▶ _Directions for this task_: Every record below should be printed exactly as it appears.

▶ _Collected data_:

====

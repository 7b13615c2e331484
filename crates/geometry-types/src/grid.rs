// ─────────────────────────────────────────────────────────────────────
// SCPN Fusion Core — Radial Grid
// © 1998–2026 Miroslav Šotek. All rights reserved.
// Contact: www.anulum.li | protoscience@anulum.li
// ORCID: https://orcid.org/0009-0009-3560-0851
// License: GNU AGPL v3 | Commercial licensing available
// ─────────────────────────────────────────────────────────────────────
//! Uniform 1-D finite-volume mesh: `nx` cells bounded by `nx + 1` faces.

use crate::error::{GeometryError, GeometryResult};
use ndarray::{s, Array1, ArrayView1};

/// 1-D grid of cells with faces.
///
/// Faces sit at `0, dx, …, nx·dx`; cell centers are the face midpoints
/// `dx/2, 3dx/2, …, (nx - 1/2)·dx`.
#[derive(Debug, Clone, PartialEq)]
pub struct Grid1D {
    pub nx: usize,
    pub dx: f64,
    pub face_centers: Array1<f64>, // [nx + 1]
    pub cell_centers: Array1<f64>, // [nx]
}

impl Grid1D {
    /// Build the mesh. `nx == 0` or a non-positive / non-finite `dx` is a
    /// caller error and is rejected rather than clamped.
    pub fn new(nx: usize, dx: f64) -> GeometryResult<Self> {
        if nx == 0 || !dx.is_finite() || dx <= 0.0 {
            return Err(GeometryError::InvalidGrid { nx, dx });
        }
        let face_centers = Array1::linspace(0.0, nx as f64 * dx, nx + 1);
        let cell_centers = face_to_cell(face_centers.view());
        Ok(Grid1D {
            nx,
            dx,
            face_centers,
            cell_centers,
        })
    }

    /// Coordinate of the outermost face.
    pub fn extent(&self) -> f64 {
        self.face_centers[self.nx]
    }
}

/// Cell values from face values by linear interpolation between
/// neighbouring faces: `cell[i] = (face[i] + face[i + 1]) / 2`.
pub fn face_to_cell(face: ArrayView1<f64>) -> Array1<f64> {
    if face.len() < 2 {
        return Array1::zeros(0);
    }
    (&face.slice(s![..-1]) + &face.slice(s![1..])) * 0.5
}

#[cfg(test)]
mod tests {
    use super::*;

    #[test]
    fn test_grid_lengths() {
        let grid = Grid1D::new(25, 0.04).unwrap();
        assert_eq!(grid.nx, 25);
        assert_eq!(grid.face_centers.len(), 26);
        assert_eq!(grid.cell_centers.len(), 25);
    }

    #[test]
    fn test_grid_endpoints() {
        let grid = Grid1D::new(10, 0.1).unwrap();
        assert_eq!(grid.face_centers[0], 0.0);
        assert!((grid.extent() - 1.0).abs() < 1e-12);
        assert!((grid.cell_centers[0] - 0.05).abs() < 1e-12);
        assert!((grid.cell_centers[9] - 0.95).abs() < 1e-12);
    }

    #[test]
    fn test_cells_are_face_midpoints() {
        let grid = Grid1D::new(7, 0.3).unwrap();
        for i in 0..grid.nx {
            assert_eq!(
                grid.cell_centers[i],
                0.5 * (grid.face_centers[i] + grid.face_centers[i + 1])
            );
        }
    }

    #[test]
    fn test_single_cell() {
        let grid = Grid1D::new(1, 2.0).unwrap();
        assert_eq!(grid.face_centers.to_vec(), vec![0.0, 2.0]);
        assert_eq!(grid.cell_centers.to_vec(), vec![1.0]);
    }

    #[test]
    fn test_rejects_zero_cells() {
        assert!(matches!(
            Grid1D::new(0, 0.1),
            Err(GeometryError::InvalidGrid { nx: 0, .. })
        ));
    }

    #[test]
    fn test_rejects_bad_spacing() {
        assert!(Grid1D::new(5, 0.0).is_err());
        assert!(Grid1D::new(5, -0.1).is_err());
        assert!(Grid1D::new(5, f64::NAN).is_err());
        assert!(Grid1D::new(5, f64::INFINITY).is_err());
    }

    #[test]
    fn test_face_to_cell_linear_profile() {
        let grid = Grid1D::new(12, 0.25).unwrap();
        let face = grid.face_centers.mapv(|x| 3.0 - 2.0 * x);
        let cell = face_to_cell(face.view());
        assert_eq!(cell.len(), grid.nx);
        for (i, &x) in grid.cell_centers.iter().enumerate() {
            assert!((cell[i] - (3.0 - 2.0 * x)).abs() < 1e-12);
        }
    }

    #[test]
    fn test_face_to_cell_short_input() {
        assert_eq!(face_to_cell(Array1::from(vec![1.0]).view()).len(), 0);
        assert_eq!(face_to_cell(Array1::<f64>::zeros(0).view()).len(), 0);
    }
}
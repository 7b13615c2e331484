use thiserror::Error;

#[derive(Error, Debug)]
pub enum GeometryError {
    #[error("Invalid grid: nx={nx}, dx={dx}")]
    InvalidGrid { nx: usize, dx: f64 },

    #[error("Configuration error: {0}")]
    ConfigError(String),

    #[error("Physics constraint violated: {0}")]
    PhysicsViolation(String),

    #[error("Profile '{name}' has length {actual}, expected {expected}")]
    ProfileLengthMismatch {
        name: String,
        expected: usize,
        actual: usize,
    },

    #[error("Profile '{name}' is not strictly increasing at index {index}")]
    NonMonotonic { name: String, index: usize },

    #[error("Missing equilibrium field: {0}")]
    MissingField(String),

    #[error("Parse error at line {line}: {message}")]
    Parse { line: usize, message: String },

    #[error("IO error: {0}")]
    Io(#[from] std::io::Error),

    #[error("JSON error: {0}")]
    Json(#[from] serde_json::Error),
}

pub type GeometryResult<T> = Result<T, GeometryError>;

====

▶ _Answer for the task_:
repository 7b13615c2e331484
filename crates/geometry-types/src/grid.rs
// ─────────────────────────────────────────────────────────────────────
// SCPN Fusion Core — Radial Grid
// © 1998–2026 Miroslav Šotek. All rights reserved.
// Contact: www.anulum.li | protoscience@anulum.li
// ORCID: https://orcid.org/0009-0009-3560-0851
// License: GNU AGPL v3 | Commercial licensing available
// ─────────────────────────────────────────────────────────────────────
//! Uniform 1-D finite-volume mesh: `nx` cells bounded by `nx + 1` faces.

use crate::error::{GeometryError, GeometryResult};
use ndarray::{s, Array1, ArrayView1};

/// 1-D grid of cells with faces.
///
/// Faces sit at `0, dx, …, nx·dx`; cell centers are the face midpoints
/// `dx/2, 3dx/2, …, (nx - 1/2)·dx`.
#[derive(Debug, Clone, PartialEq)]
pub struct Grid1D {
    pub nx: usize,
    pub dx: f64,
    pub face_centers: Array1<f64>, // [nx + 1]
    pub cell_centers: Array1<f64>, // [nx]
}

impl Grid1D {
    /// Build the mesh. `nx == 0` or a non-positive / non-finite `dx` is a
    /// caller error and is rejected rather than clamped.
    pub fn new(nx: usize, dx: f64) -> GeometryResult<Self> {
        if nx == 0 || !dx.is_finite() || dx <= 0.0 {
            return Err(GeometryError::InvalidGrid { nx, dx });
        }
        let face_centers = Array1::linspace(0.0, nx as f64 * dx, nx + 1);
        let cell_centers = face_to_cell(face_centers.view());
        Ok(Grid1D {
            nx,
            dx,
            face_centers,
            cell_centers,
        })
    }

    /// Coordinate of the outermost face.
    pub fn extent(&self) -> f64 {
        self.face_centers[self.nx]
    }
}

/// Cell values from face values by linear interpolation between
/// neighbouring faces: `cell[i] = (face[i] + face[i + 1]) / 2`.
pub fn face_to_cell(face: ArrayView1<f64>) -> Array1<f64> {
    if face.len() < 2 {
        return Array1::zeros(0);
    }
    (&face.slice(s![..-1]) + &face.slice(s![1..])) * 0.5
}

#[cfg(test)]
mod tests {
    use super::*;

    #[test]
    fn test_grid_lengths() {
        let grid = Grid1D::new(25, 0.04).unwrap();
        assert_eq!(grid.nx, 25);
        assert_eq!(grid.face_centers.len(), 26);
        assert_eq!(grid.cell_centers.len(), 25);
    }

    #[test]
    fn test_grid_endpoints() {
        let grid = Grid1D::new(10, 0.1).unwrap();
        assert_eq!(grid.face_centers[0], 0.0);
        assert!((grid.extent() - 1.0).abs() < 1e-12);
        assert!((grid.cell_centers[0] - 0.05).abs() < 1e-12);
        assert!((grid.cell_centers[9] - 0.95).abs() < 1e-12);
    }

    #[test]
    fn test_cells_are_face_midpoints() {
        let grid = Grid1D::new(7, 0.3).unwrap();
        for i in 0..grid.nx {
            assert_eq!(
                grid.cell_centers[i],
                0.5 * (grid.face_centers[i] + grid.face_centers[i + 1])
            );
        }
    }

    #[test]
    fn test_single_cell() {
        let grid = Grid1D::new(1, 2.0).unwrap();
        assert_eq!(grid.face_centers.to_vec(), vec![0.0, 2.0]);
        assert_eq!(grid.cell_centers.to_vec(), vec![1.0]);
    }

    #[test]
    fn test_rejects_zero_cells() {
        assert!(matches!(
            Grid1D::new(0, 0.1),
            Err(GeometryError::InvalidGrid { nx: 0, .. })
        ));
    }

    #[test]
    fn test_rejects_bad_spacing() {
        assert!(Grid1D::new(5, 0.0).is_err());
        assert!(Grid1D::new(5, -0.1).is_err());
        assert!(Grid1D::new(5, f64::NAN).is_err());
        assert!(Grid1D::new(5, f64::INFINITY).is_err());
    }

    #[test]
    fn test_face_to_cell_linear_profile() {
        let grid = Grid1D::new(12, 0.25).unwrap();
        let face = grid.face_centers.mapv(|x| 3.0 - 2.0 * x);
        let cell = face_to_cell(face.view());
        assert_eq!(cell.len(), grid.nx);
        for (i, &x) in grid.cell_centers.iter().enumerate() {
            assert!((cell[i] - (3.0 - 2.0 * x)).abs() < 1e-12);
        }
    }

    #[test]
    fn test_face_to_cell_short_input() {
        assert_eq!(face_to_cell(Array1::from(vec![1.0]).view()).len(), 0);
        assert_eq!(face_to_cell(Array1::<f64>::zeros(0).view()).len(), 0);
    }
}
repository 7b13615c2e331484
use thiserror::Error;

#[derive(Error, Debug)]
pub enum GeometryError {
    #[error("Invalid grid: nx={nx}, dx={dx}")]
    InvalidGrid { nx: usize, dx: f64 },

    #[error("Configuration error: {0}")]
    ConfigError(String),

    #[error("Physics constraint violated: {0}")]
    PhysicsViolation(String),

    #[error("Profile '{name}' has length {actual}, expected {expected}")]
    ProfileLengthMismatch {
        name: String,
        expected: usize,
        actual: usize,
    },

    #[error("Profile '{name}' is not strictly increasing at index {index}")]
    NonMonotonic { name: String, index: usize },

    #[error("Missing equilibrium field: {0}")]
    MissingField(String),

    #[error("Parse error at line {line}: {message}")]
    Parse { line: usize, message: String },

    #[error("IO error: {0}")]
    Io(#[from] std::io::Error),

    #[error("JSON error: {0}")]
    Json(#[from] serde_json::Error),
}

pub type GeometryResult<T> = Result<T, GeometryError>;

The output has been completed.